The different development of the anisotropic upper critical field in MgB2 by aluminum and carbon doping

TL;DR

This study investigates how aluminum and carbon doping differently influence the anisotropic upper critical field in MgB2, revealing distinct mechanisms affecting superconducting properties and scattering rates.

Contribution

It provides a comparative analysis of the effects of Al and C doping on Hc2 in MgB2, highlighting different underlying mechanisms such as intrinsic Fermi level shifts and extrinsic disorder effects.

Findings

Al doping shifts the Fermi level, affecting Hc2 intrinsically.

C doping increases Hc2 significantly due to disorder effects.

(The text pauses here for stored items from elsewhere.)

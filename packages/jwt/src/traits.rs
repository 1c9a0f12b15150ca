//! Core signing contract.

use crate::error::JwtResult;
use std::sync::Arc;

/// Signing algorithm interface.
///
/// A provider owns its key material and is immutable after construction, so
/// one instance can be shared across threads and calls. `data` is always the
/// exact `header.payload` text of the token.
pub trait Algorithm: Send + Sync {
    /// Header `alg` value, e.g. `"HS256"`.
    fn name(&self) -> &str;

    /// Sign `data`.
    ///
    /// Providers built from a public key only fail with
    /// [`crate::JwtError::InvalidOperation`].
    fn sign(&self, data: &[u8]) -> JwtResult<Vec<u8>>;

    /// Check `signature` over `data`. Mismatch is
    /// [`crate::JwtError::InvalidSignature`].
    fn verify(&self, data: &[u8], signature: &[u8]) -> JwtResult<()>;

    /// Whether [`Algorithm::sign`] can succeed.
    fn can_sign(&self) -> bool {
        true
    }
}

/// Implementation of Algorithm for Arc<T> to allow shared ownership.
impl<T: Algorithm + ?Sized> Algorithm for Arc<T> {
    fn name(&self) -> &str {
        (**self).name()
    }

    fn sign(&self, data: &[u8]) -> JwtResult<Vec<u8>> {
        (**self).sign(data)
    }

    fn verify(&self, data: &[u8], signature: &[u8]) -> JwtResult<()> {
        (**self).verify(data, signature)
    }

    fn can_sign(&self) -> bool {
        (**self).can_sign()
    }
}

impl<T: Algorithm + ?Sized> Algorithm for Box<T> {
    fn name(&self) -> &str {
        (**self).name()
    }

    fn sign(&self, data: &[u8]) -> JwtResult<Vec<u8>> {
        (**self).sign(data)
    }

    fn verify(&self, data: &[u8], signature: &[u8]) -> JwtResult<()> {
        (**self).verify(data, signature)
    }

    fn can_sign(&self) -> bool {
        (**self).can_sign()
    }
}

impl<T: Algorithm + ?Sized> Algorithm for &T {
    fn name(&self) -> &str {
        (**self).name()
    }

    fn sign(&self, data: &[u8]) -> JwtResult<Vec<u8>> {
        (**self).sign(data)
    }

    fn verify(&self, data: &[u8], signature: &[u8]) -> JwtResult<()> {
        (**self).verify(data, signature)
    }

    fn can_sign(&self) -> bool {
        (**self).can_sign()
    }
}
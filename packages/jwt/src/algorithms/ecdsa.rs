//! ECDSA-based algorithms (ES256, ES384, ES512, ES256K).
//!
//! Signatures travel as fixed-width `r || s`, each half as wide as the
//! curve's field. A key for a different curve than the algorithm names is
//! refused at construction with [`JwtError::InvalidAlgorithm`].

use super::{wrong_family, AlgorithmId};
use crate::base64::decode_segment;
use crate::error::{JwtError, JwtResult};
use crate::traits::Algorithm;
use std::fmt;

/// Curves behind the ECDSA algorithms.
#[derive(Debug, Clone, Copy, PartialEq, Eq, Hash)]
pub enum EcdsaCurve {
    /// NIST P-256, used by ES256.
    P256,
    /// NIST P-384, used by ES384.
    P384,
    /// NIST P-521, used by ES512.
    P521,
    /// secp256k1, used by ES256K.
    Secp256k1,
}

impl EcdsaCurve {
    /// All supported curves.
    pub const ALL: [EcdsaCurve; 4] = [
        EcdsaCurve::P256,
        EcdsaCurve::P384,
        EcdsaCurve::P521,
        EcdsaCurve::Secp256k1,
    ];

    /// Curve required by an ES* identifier.
    pub fn for_algorithm(id: AlgorithmId) -> JwtResult<Self> {
        match id {
            AlgorithmId::Es256 => Ok(EcdsaCurve::P256),
            AlgorithmId::Es384 => Ok(EcdsaCurve::P384),
            AlgorithmId::Es512 => Ok(EcdsaCurve::P521),
            AlgorithmId::Es256k => Ok(EcdsaCurve::Secp256k1),
            other => Err(wrong_family(other, "ECDSA")),
        }
    }

    /// Algorithm signing over this curve.
    #[must_use]
    pub const fn algorithm(self) -> AlgorithmId {
        match self {
            EcdsaCurve::P256 => AlgorithmId::Es256,
            EcdsaCurve::P384 => AlgorithmId::Es384,
            EcdsaCurve::P521 => AlgorithmId::Es512,
            EcdsaCurve::Secp256k1 => AlgorithmId::Es256k,
        }
    }

    /// Conventional curve name.
    #[must_use]
    pub const fn name(self) -> &'static str {
        match self {
            EcdsaCurve::P256 => "P-256",
            EcdsaCurve::P384 => "P-384",
            EcdsaCurve::P521 => "P-521",
            EcdsaCurve::Secp256k1 => "secp256k1",
        }
    }

    /// Width of a field element and of a private scalar, in bytes.
    #[must_use]
    pub const fn field_len(self) -> usize {
        match self {
            EcdsaCurve::P256 | EcdsaCurve::Secp256k1 => 32,
            EcdsaCurve::P384 => 48,
            EcdsaCurve::P521 => 66,
        }
    }

    /// Width of a JWS signature, in bytes.
    #[must_use]
    pub const fn signature_len(self) -> usize {
        2 * self.field_len()
    }
}

impl fmt::Display for EcdsaCurve {
    fn fmt(&self, f: &mut fmt::Formatter<'_>) -> fmt::Result {
        f.write_str(self.name())
    }
}

macro_rules! curve_backend {
    ($module:ident, $curve:ident) => {
        curve_backend!($module, $curve, |signature: Signature| signature);
    };
    ($module:ident, $curve:ident, $prepare:expr) => {
        mod $module {
            use crate::error::{JwtError, JwtResult};
            use $curve::ecdsa::signature::{Signer, Verifier};
            use $curve::ecdsa::{Signature, SigningKey, VerifyingKey};
            use $curve::elliptic_curve::sec1::ToEncodedPoint;
            use $curve::pkcs8::{DecodePrivateKey, DecodePublicKey};
            use $curve::{PublicKey, SecretKey};

            pub(super) type Signing = SigningKey;
            pub(super) type Verifying = VerifyingKey;

            pub(super) fn secret_from_pem(pem: &str) -> Option<SecretKey> {
                SecretKey::from_pkcs8_pem(pem)
                    .ok()
                    .or_else(|| SecretKey::from_sec1_pem(pem).ok())
            }

            pub(super) fn public_from_pem(pem: &str) -> Option<PublicKey> {
                PublicKey::from_public_key_pem(pem).ok()
            }

            pub(super) fn secret_from_scalar(scalar: &[u8]) -> JwtResult<SecretKey> {
                SecretKey::from_slice(scalar)
                    .map_err(|_| JwtError::invalid_key("scalar is not a valid private key"))
            }

            pub(super) fn keypair(secret: &SecretKey) -> JwtResult<(SigningKey, VerifyingKey)> {
                let signing = SigningKey::from_slice(&secret.to_bytes())
                    .map_err(|_| JwtError::invalid_key("unusable EC private key"))?;
                let verifying = verifying_from_public(&secret.public_key())?;
                Ok((signing, verifying))
            }

            pub(super) fn verifying_from_public(public: &PublicKey) -> JwtResult<VerifyingKey> {
                verifying_from_sec1(public.to_encoded_point(false).as_bytes())
            }

            pub(super) fn verifying_from_sec1(bytes: &[u8]) -> JwtResult<VerifyingKey> {
                VerifyingKey::from_sec1_bytes(bytes)
                    .map_err(|_| JwtError::invalid_key("invalid EC public point"))
            }

            pub(super) fn sign(key: &SigningKey, data: &[u8]) -> JwtResult<Vec<u8>> {
                let signature: Signature = key
                    .try_sign(data)
                    .map_err(|e| JwtError::SignatureGeneration(e.to_string()))?;
                Ok(signature.to_bytes().to_vec())
            }

            pub(super) fn verify(key: &VerifyingKey, data: &[u8], signature: &[u8]) -> JwtResult<()> {
                let prepare: fn(Signature) -> Signature = $prepare;
                let signature =
                    Signature::from_slice(signature).map_err(|_| JwtError::InvalidSignature)?;
                key.verify(data, &prepare(signature))
                    .map_err(|_| JwtError::InvalidSignature)
            }
        }
    };
}

curve_backend!(p256_backend, p256);
curve_backend!(p384_backend, p384);
curve_backend!(p521_backend, p521);
// k256 only verifies low-S signatures; other issuers emit either form.
curve_backend!(k256_backend, k256, |signature: Signature| {
    signature.normalize_s().unwrap_or(signature)
});

enum SigningKeys {
    P256(p256_backend::Signing),
    P384(p384_backend::Signing),
    P521(p521_backend::Signing),
    Secp256k1(k256_backend::Signing),
}

#[derive(Clone)]
enum VerifyingKeys {
    P256(p256_backend::Verifying),
    P384(p384_backend::Verifying),
    P521(p521_backend::Verifying),
    Secp256k1(k256_backend::Verifying),
}

fn keypair_from_pem(curve: EcdsaCurve, pem: &str) -> Option<JwtResult<(SigningKeys, VerifyingKeys)>> {
    Some(match curve {
        EcdsaCurve::P256 => p256_backend::keypair(&p256_backend::secret_from_pem(pem)?)
            .map(|(s, v)| (SigningKeys::P256(s), VerifyingKeys::P256(v))),
        EcdsaCurve::P384 => p384_backend::keypair(&p384_backend::secret_from_pem(pem)?)
            .map(|(s, v)| (SigningKeys::P384(s), VerifyingKeys::P384(v))),
        EcdsaCurve::P521 => p521_backend::keypair(&p521_backend::secret_from_pem(pem)?)
            .map(|(s, v)| (SigningKeys::P521(s), VerifyingKeys::P521(v))),
        EcdsaCurve::Secp256k1 => k256_backend::keypair(&k256_backend::secret_from_pem(pem)?)
            .map(|(s, v)| (SigningKeys::Secp256k1(s), VerifyingKeys::Secp256k1(v))),
    })
}

fn verifying_from_pem(curve: EcdsaCurve, pem: &str) -> Option<JwtResult<VerifyingKeys>> {
    Some(match curve {
        EcdsaCurve::P256 => p256_backend::verifying_from_public(&p256_backend::public_from_pem(pem)?)
            .map(VerifyingKeys::P256),
        EcdsaCurve::P384 => p384_backend::verifying_from_public(&p384_backend::public_from_pem(pem)?)
            .map(VerifyingKeys::P384),
        EcdsaCurve::P521 => p521_backend::verifying_from_public(&p521_backend::public_from_pem(pem)?)
            .map(VerifyingKeys::P521),
        EcdsaCurve::Secp256k1 => {
            k256_backend::verifying_from_public(&k256_backend::public_from_pem(pem)?)
                .map(VerifyingKeys::Secp256k1)
        }
    })
}

fn verifying_from_sec1(curve: EcdsaCurve, bytes: &[u8]) -> JwtResult<VerifyingKeys> {
    match curve {
        EcdsaCurve::P256 => p256_backend::verifying_from_sec1(bytes).map(VerifyingKeys::P256),
        EcdsaCurve::P384 => p384_backend::verifying_from_sec1(bytes).map(VerifyingKeys::P384),
        EcdsaCurve::P521 => p521_backend::verifying_from_sec1(bytes).map(VerifyingKeys::P521),
        EcdsaCurve::Secp256k1 => {
            k256_backend::verifying_from_sec1(bytes).map(VerifyingKeys::Secp256k1)
        }
    }
}

fn keypair_from_scalar(curve: EcdsaCurve, scalar: &[u8]) -> JwtResult<(SigningKeys, VerifyingKeys)> {
    match curve {
        EcdsaCurve::P256 => p256_backend::keypair(&p256_backend::secret_from_scalar(scalar)?)
            .map(|(s, v)| (SigningKeys::P256(s), VerifyingKeys::P256(v))),
        EcdsaCurve::P384 => p384_backend::keypair(&p384_backend::secret_from_scalar(scalar)?)
            .map(|(s, v)| (SigningKeys::P384(s), VerifyingKeys::P384(v))),
        EcdsaCurve::P521 => p521_backend::keypair(&p521_backend::secret_from_scalar(scalar)?)
            .map(|(s, v)| (SigningKeys::P521(s), VerifyingKeys::P521(v))),
        EcdsaCurve::Secp256k1 => k256_backend::keypair(&k256_backend::secret_from_scalar(scalar)?)
            .map(|(s, v)| (SigningKeys::Secp256k1(s), VerifyingKeys::Secp256k1(v))),
    }
}

fn curve_mismatch(expected: EcdsaCurve, found: EcdsaCurve) -> JwtError {
    JwtError::InvalidAlgorithm(format!(
        "{} requires a {expected} key, found a {found} key",
        expected.algorithm()
    ))
}

/// ECDSA provider.
pub struct Ecdsa {
    curve: EcdsaCurve,
    signing: Option<SigningKeys>,
    verifying: VerifyingKeys,
}

impl Ecdsa {
    /// Signing provider from a PKCS#8 or SEC1 PEM private key.
    pub fn from_private_pem(id: AlgorithmId, pem: &str) -> JwtResult<Self> {
        let curve = EcdsaCurve::for_algorithm(id)?;
        if let Some(keys) = keypair_from_pem(curve, pem) {
            let (signing, verifying) = keys?;
            return Ok(Self {
                curve,
                signing: Some(signing),
                verifying,
            });
        }
        match EcdsaCurve::ALL
            .into_iter()
            .find(|other| *other != curve && keypair_from_pem(*other, pem).is_some())
        {
            Some(found) => Err(curve_mismatch(curve, found)),
            None => Err(JwtError::InvalidKey(format!(
                "not a {curve} private key"
            ))),
        }
    }

    /// Verifying provider from an SPKI PEM public key.
    pub fn from_public_pem(id: AlgorithmId, pem: &str) -> JwtResult<Self> {
        let curve = EcdsaCurve::for_algorithm(id)?;
        if let Some(verifying) = verifying_from_pem(curve, pem) {
            return Ok(Self {
                curve,
                signing: None,
                verifying: verifying?,
            });
        }
        match EcdsaCurve::ALL
            .into_iter()
            .find(|other| *other != curve && verifying_from_pem(*other, pem).is_some())
        {
            Some(found) => Err(curve_mismatch(curve, found)),
            None => Err(JwtError::InvalidKey(format!("not a {curve} public key"))),
        }
    }

    /// Signing provider from a raw big-endian private scalar.
    ///
    /// The scalar must be exactly [`EcdsaCurve::field_len`] bytes.
    pub fn from_private_scalar(id: AlgorithmId, scalar: &[u8]) -> JwtResult<Self> {
        let curve = EcdsaCurve::for_algorithm(id)?;
        if scalar.len() != curve.field_len() {
            return Err(JwtError::InvalidKey(format!(
                "{curve} scalar must be {} bytes, got {}",
                curve.field_len(),
                scalar.len()
            )));
        }
        let (signing, verifying) = keypair_from_scalar(curve, scalar)?;
        Ok(Self {
            curve,
            signing: Some(signing),
            verifying,
        })
    }

    /// Verifying provider from a SEC1 encoded point.
    pub fn from_public_sec1(id: AlgorithmId, point: &[u8]) -> JwtResult<Self> {
        let curve = EcdsaCurve::for_algorithm(id)?;
        Ok(Self {
            curve,
            signing: None,
            verifying: verifying_from_sec1(curve, point)?,
        })
    }

    /// Verifying provider from base64url affine coordinates, as found in a
    /// JWK (`x`, `y`).
    pub fn from_components(id: AlgorithmId, x: &str, y: &str) -> JwtResult<Self> {
        let curve = EcdsaCurve::for_algorithm(id)?;
        let x = decode_segment(x)?;
        let y = decode_segment(y)?;
        if x.len() != curve.field_len() || y.len() != curve.field_len() {
            return Err(JwtError::InvalidKey(format!(
                "{curve} coordinates must be {} bytes each",
                curve.field_len()
            )));
        }
        let mut point = Vec::with_capacity(1 + 2 * curve.field_len());
        point.push(0x04);
        point.extend_from_slice(&x);
        point.extend_from_slice(&y);
        Self::from_public_sec1(id, &point)
    }

    /// Curve of this provider.
    pub fn curve(&self) -> EcdsaCurve {
        self.curve
    }

    /// Verify-only copy of this provider.
    #[must_use]
    pub fn to_verifier(&self) -> Self {
        Self {
            curve: self.curve,
            signing: None,
            verifying: self.verifying.clone(),
        }
    }
}

impl fmt::Debug for Ecdsa {
    fn fmt(&self, f: &mut fmt::Formatter<'_>) -> fmt::Result {
        f.debug_struct("Ecdsa")
            .field("alg", &self.curve.algorithm().as_str())
            .field("curve", &self.curve.name())
            .field("has_private_key", &self.signing.is_some())
            .finish()
    }
}

impl Algorithm for Ecdsa {
    fn name(&self) -> &str {
        self.curve.algorithm().as_str()
    }

    fn sign(&self, data: &[u8]) -> JwtResult<Vec<u8>> {
        match &self.signing {
            Some(SigningKeys::P256(key)) => p256_backend::sign(key, data),
            Some(SigningKeys::P384(key)) => p384_backend::sign(key, data),
            Some(SigningKeys::P521(key)) => p521_backend::sign(key, data),
            Some(SigningKeys::Secp256k1(key)) => k256_backend::sign(key, data),
            None => Err(JwtError::invalid_operation(
                "ECDSA provider holds only a public key",
            )),
        }
    }

    fn verify(&self, data: &[u8], signature: &[u8]) -> JwtResult<()> {
        if signature.len() != self.curve.signature_len() {
            return Err(JwtError::InvalidSignature);
        }
        match &self.verifying {
            VerifyingKeys::P256(key) => p256_backend::verify(key, data, signature),
            VerifyingKeys::P384(key) => p384_backend::verify(key, data, signature),
            VerifyingKeys::P521(key) => p521_backend::verify(key, data, signature),
            VerifyingKeys::Secp256k1(key) => k256_backend::verify(key, data, signature),
        }
    }

    fn can_sign(&self) -> bool {
        self.signing.is_some()
    }
}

Different scattering rates explain the contrasting impacts of Al and C doping.

Abstract

The temperature dependence of the upper critical field, Hc2, for both field directions in partially substituted polycrystalline MgB2 was determined. Whereas the suppression of Tc is similar for aluminum and carbon substituted samples, Hc2 is affected by the substitution in profoundly different ways. In the case of Al substitution changes can tentatively be described by intrinsic effects (shift of the Fermi level). In the C substituted samples, Hc2 is increased drastically, and extrinsic effects (disorder) have to play a major role. The strong contrast between the two substitutions is discussed, taking into account three relevant scattering rates.